Indigenous food systems and food sovereignty
A collaborative conversation from the American Association of Geographers 2022 Annual Meeting
Keywords:Indigenous Food Systems, Food Sovereignty, Reciprocity, North America, Turtle Island
Indigenous scholars and their allies increasingly contribute to food systems debates and practices through pursuing and interrogating ideas of Indigenous food sovereignty. This essay adds to this ongoing conversation by providing a synthesis of and reflection on a panel session on Indigenous food sovereignty held at the American Association of Geographers (AAG) 2022 Annual Meeting. We place this conversation in the context of a growing body of scholarship on food sovereignty and Indigenous food systems.

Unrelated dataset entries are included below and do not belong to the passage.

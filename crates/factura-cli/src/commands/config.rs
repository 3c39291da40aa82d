//! Config command - manage configuration.

use std::fs;
use std::path::{Path, PathBuf};

use clap::{Args, Subcommand};
use console::style;
use serde_json::Value;

use factura_core::models::config::{
    FacturaConfig, ENV_DEFAULT_CURRENCY, ENV_ISSUER_ADDRESS, ENV_ISSUER_NAME, ENV_ISSUER_RUC,
    ENV_TAX_RATE,
};

/// Arguments for the config command.
#[derive(Args)]
pub struct ConfigArgs {
    #[command(subcommand)]
    command: ConfigCommand,
}

#[derive(Subcommand)]
enum ConfigCommand {
    /// Show the configuration in effect, environment overrides included
    Show,

    /// Initialize a new configuration file
    Init(InitArgs),

    /// Get a specific configuration value
    Get {
        /// Configuration key (e.g., "billing.tax_rate")
        key: String,
    },

    /// Set a configuration value
    Set {
        /// Configuration key
        key: String,
        /// New value
        value: String,
    },

    /// Show configuration file path
    Path,
}

#[derive(Args)]
struct InitArgs {
    /// Output path for configuration file
    #[arg(short, long)]
    output: Option<PathBuf>,

    /// Overwrite existing file
    #[arg(long)]
    force: bool,
}

pub async fn run(args: ConfigArgs, config_path: Option<&str>) -> anyhow::Result<()> {
    let path = config_path
        .map(PathBuf::from)
        .unwrap_or_else(default_config_path);

    match args.command {
        ConfigCommand::Show => show_config(&path),
        ConfigCommand::Init(init_args) => init_config(init_args, &path),
        ConfigCommand::Get { key } => get_config(&path, &key),
        ConfigCommand::Set { key, value } => set_config(&path, &key, &value),
        ConfigCommand::Path => show_path(&path),
    }
}

/// `<user config dir>/factura/config.json`.
pub fn default_config_path() -> PathBuf {
    dirs::config_dir()
        .unwrap_or_else(|| PathBuf::from("."))
        .join("factura")
        .join("config.json")
}

fn load_stored(path: &Path) -> anyhow::Result<FacturaConfig> {
    if path.exists() {
        Ok(FacturaConfig::from_file(path)?)
    } else {
        Ok(FacturaConfig::default())
    }
}

fn show_config(path: &Path) -> anyhow::Result<()> {
    if !path.exists() {
        eprintln!(
            "{} No config file found, showing defaults.",
            style("ℹ").blue()
        );
    }

    let config = load_stored(path)?.with_env_overrides()?;

    let overridden: Vec<&str> = [
        ENV_DEFAULT_CURRENCY,
        ENV_TAX_RATE,
        ENV_ISSUER_RUC,
        ENV_ISSUER_NAME,
        ENV_ISSUER_ADDRESS,
    ]
    .into_iter()
    .filter(|key| std::env::var(key).is_ok())
    .collect();
    if !overridden.is_empty() {
        eprintln!(
            "{} Overridden by environment: {}",
            style("ℹ").blue(),
            overridden.join(", ")
        );
    }

    println!("{}", serde_json::to_string_pretty(&config)?);

    Ok(())
}

fn init_config(args: InitArgs, path: &Path) -> anyhow::Result<()> {
    let output_path = args.output.unwrap_or_else(|| path.to_path_buf());

    if output_path.exists() && !args.force {
        anyhow::bail!(
            "Config file already exists at {}. Use --force to overwrite.",
            output_path.display()
        );
    }

    if let Some(parent) = output_path.parent() {
        fs::create_dir_all(parent)?;
    }

    FacturaConfig::default().save(&output_path)?;

    println!(
        "{} Created configuration file at {}",
        style("✓").green(),
        output_path.display()
    );

    Ok(())
}

fn get_config(path: &Path, key: &str) -> anyhow::Result<()> {
    let json = serde_json::to_value(load_stored(path)?)?;

    let value = key
        .split('.')
        .try_fold(&json, |current, part| current.get(part))
        .ok_or_else(|| anyhow::anyhow!("Configuration key not found: {}", key))?;

    println!("{}", serde_json::to_string_pretty(value)?);

    Ok(())
}

fn set_config(path: &Path, key: &str, value: &str) -> anyhow::Result<()> {
    let mut json = serde_json::to_value(load_stored(path)?)?;

    // Decimals are stored as strings; a bare number is accepted too.
    let parsed_value: Value =
        serde_json::from_str(value).unwrap_or_else(|_| Value::String(value.to_string()));

    let (parents, last) = match key.rsplit_once('.') {
        Some((parents, last)) => (Some(parents), last),
        None => (None, key),
    };

    let mut current = &mut json;
    for part in parents.into_iter().flat_map(|p| p.split('.')) {
        current = current
            .get_mut(part)
            .ok_or_else(|| anyhow::anyhow!("Configuration path not found: {}", key))?;
    }

    let Some(section) = current.as_object_mut() else {
        anyhow::bail!("Cannot set value at non-object path");
    };
    if !section.contains_key(last) {
        anyhow::bail!("Configuration key not found: {}", key);
    }
    section.insert(last.to_string(), parsed_value.clone());

    let config: FacturaConfig = serde_json::from_value(json)
        .map_err(|e| anyhow::anyhow!("Invalid value for {}: {}", key, e))?;
    config.validate()?;

    if let Some(parent) = path.parent() {
        fs::create_dir_all(parent)?;
    }
    config.save(path)?;

    println!(
        "{} Set {} = {}",
        style("✓").green(),
        key,
        serde_json::to_string(&parsed_value)?
    );

    Ok(())
}

fn show_path(path: &Path) -> anyhow::Result<()> {
    println!("Configuration file: {}", path.display());

    if path.exists() {
        println!("Status: {}", style("exists").green());
    } else {
        println!("Status: {}", style("not created").yellow());
        println!();
        println!("Run 'factura config init' to create a configuration file.");
    }

    Ok(())
}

Organized by the AAG’s Geographies of Food and Agriculture Specialty Group, with support from the Journal of Agriculture, Food Systems and Community Development, the session engaged Indigenous scholars in a discussion about the meaning of food sovereignty, different ways of knowing, relationships and reciprocity, and systems of power. The panelists emphasized the relationship between all elements of creation at the core of food sovereignty, the importance of valuing different ways of knowing and expertise, making visible histories of settler knowledge appropriation, and critically assessing how power manifests, operates, and is understood in different food systems and worldviews. Building on the scholarly literature and the evolving place-based grounding of food sovereignty movements, we argue that it is critical to address ongoing realities of genocide and settler colonialism in North America/Turtle Island by forging respectful relationships with all of creation and to work through collaborations led by Indigenous people and grounded in reciprocity.